Il Padiglione 26 si apre con uno degli stand migliori della Fiera. Matteo Lampertico (Milano) squaderna una serie di opere museali, alcune di loro, alle 12.30 del 24 – a inizio pre-view – già vendute. Un bel Fontana, una strepitosa carta “americana” di Tancredi (a 60.000 euro), un Deluigi da batti-cuore che proviene da una scelta di Peggy Guggenheim per gli Stati Uniti e che fu esposto alla Biennale veneziana del 1954 (a 40.000 euro). Poi si ammirano due Capogrossi (la tempera su carta intelata del ’51 è fantastica), un altro esplosivo Tancredi su tela sempre degli anni di Peggy, Santomaso da collezione e molto altro a prezzi di rispetto, che però non eccedono e non disarmano il compratore, anche perché qui l’arte è davvero internazionale e non teme tramonti benché Lampertico punti sull’Italia, quest’anno, come non mai. Questa galleria si fonda sullo studio e sulla ricerca non solo dei “colpi grossi”, ma soprattutto dei tesori nascosti. Una scelta che, dopo anni di lavoro, ora ripaga il titolare.

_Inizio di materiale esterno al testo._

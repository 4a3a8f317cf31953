#[cfg(test)]
#[path = "slash_commands_test.rs"]
mod tests;

pub struct SlashCommand {
    command: String,
    pub args: Vec<String>,
}

impl SlashCommand {
    pub fn parse(text: &str) -> Option<SlashCommand> {
        let mut args = text
            .split_whitespace()
            .map(|e| return e.to_string())
            .collect::<Vec<String>>();
        if args.is_empty() {
            return None;
        }

        let prefix = args.remove(0);
        let cmd = SlashCommand {
            command: prefix,
            args,
        };
        if cmd.is_quit()
            || cmd.is_new_session()
            || cmd.is_list_sessions()
            || cmd.is_select_session()
            || cmd.is_rename_session()
            || cmd.is_delete_session()
            || cmd.is_stops()
            || cmd.is_directions()
            || cmd.is_export()
            || cmd.is_navigate()
            || cmd.is_panel()
            || cmd.is_locate()
            || cmd.is_map()
            || cmd.is_help()
        {
            return Some(cmd);
        }

        return None;
    }

    /// Arguments joined back into a single string, for commands that take
    /// free text such as a new session name.
    pub fn rest(&self) -> String {
        return self.args.join(" ");
    }

    pub fn is_quit(&self) -> bool {
        return ["/q", "/quit", "/exit"].contains(&self.command.as_str());
    }

    pub fn is_new_session(&self) -> bool {
        return ["/n", "/new"].contains(&self.command.as_str());
    }

    pub fn is_list_sessions(&self) -> bool {
        return ["/ls", "/sessions"].contains(&self.command.as_str());
    }

    pub fn is_select_session(&self) -> bool {
        return ["/s", "/select"].contains(&self.command.as_str()) && !self.args.is_empty();
    }

    pub fn is_rename_session(&self) -> bool {
        return ["/rename"].contains(&self.command.as_str()) && !self.args.is_empty();
    }

    pub fn is_delete_session(&self) -> bool {
        return ["/d", "/delete"].contains(&self.command.as_str());
    }

    pub fn is_stops(&self) -> bool {
        return ["/stops"].contains(&self.command.as_str());
    }

    pub fn is_directions(&self) -> bool {
        return ["/dir", "/directions"].contains(&self.command.as_str());
    }

    pub fn is_export(&self) -> bool {
        return ["/x", "/export"].contains(&self.command.as_str());
    }

    pub fn is_navigate(&self) -> bool {
        return ["/nav", "/navigate"].contains(&self.command.as_str());
    }

    pub fn is_panel(&self) -> bool {
        return ["/p", "/panel"].contains(&self.command.as_str());
    }

    pub fn is_locate(&self) -> bool {
        return ["/locate"].contains(&self.command.as_str());
    }

    pub fn is_map(&self) -> bool {
        return ["/m", "/map"].contains(&self.command.as_str());
    }

    pub fn is_help(&self) -> bool {
        return ["/h", "/help"].contains(&self.command.as_str());
    }
}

La postazione della Galleria dello Scudo (Verona) è come sempre di eleganza impeccabile, con artisti di primissimo piano che vengono sostenuti con strenua professionalità dal Presidente delle Gallerie d’Arte Moderna e Contemporanea e dai componenti della sua società e del suo preparatissimo staff. Novelli, Burri (ora esibito in una magnifica mostra in Galleria), Morandi, Afro, Sanfilippo (di cui è in fiera un’opera sublime a un prezzo contenuto per questo nostro grande ancora da valorizzare appieno) ma anche Gallo, Frangi e il giovane Alessandro Roma che stupisce con i suoi immaginifici e colti collages e sovrapposizioni di materiali diversi e i suoi gessi intensi (per un’opera di grandi dimensioni la richiesta si aggira intorno ai 12.000 euro).
Dall’ottima Galleria Blu (Milano), anch’essa presente con uno stand di rilievo, segnalo un notevole quaderno della non più promessa Alessandro Verdi dal titolo Navigare l’incertezza del 2010/11 (cm. 70×50) che cattura l’occhio anche per l’indiscussa bellezza di tutte le pagine: in realtà diverse opere in una.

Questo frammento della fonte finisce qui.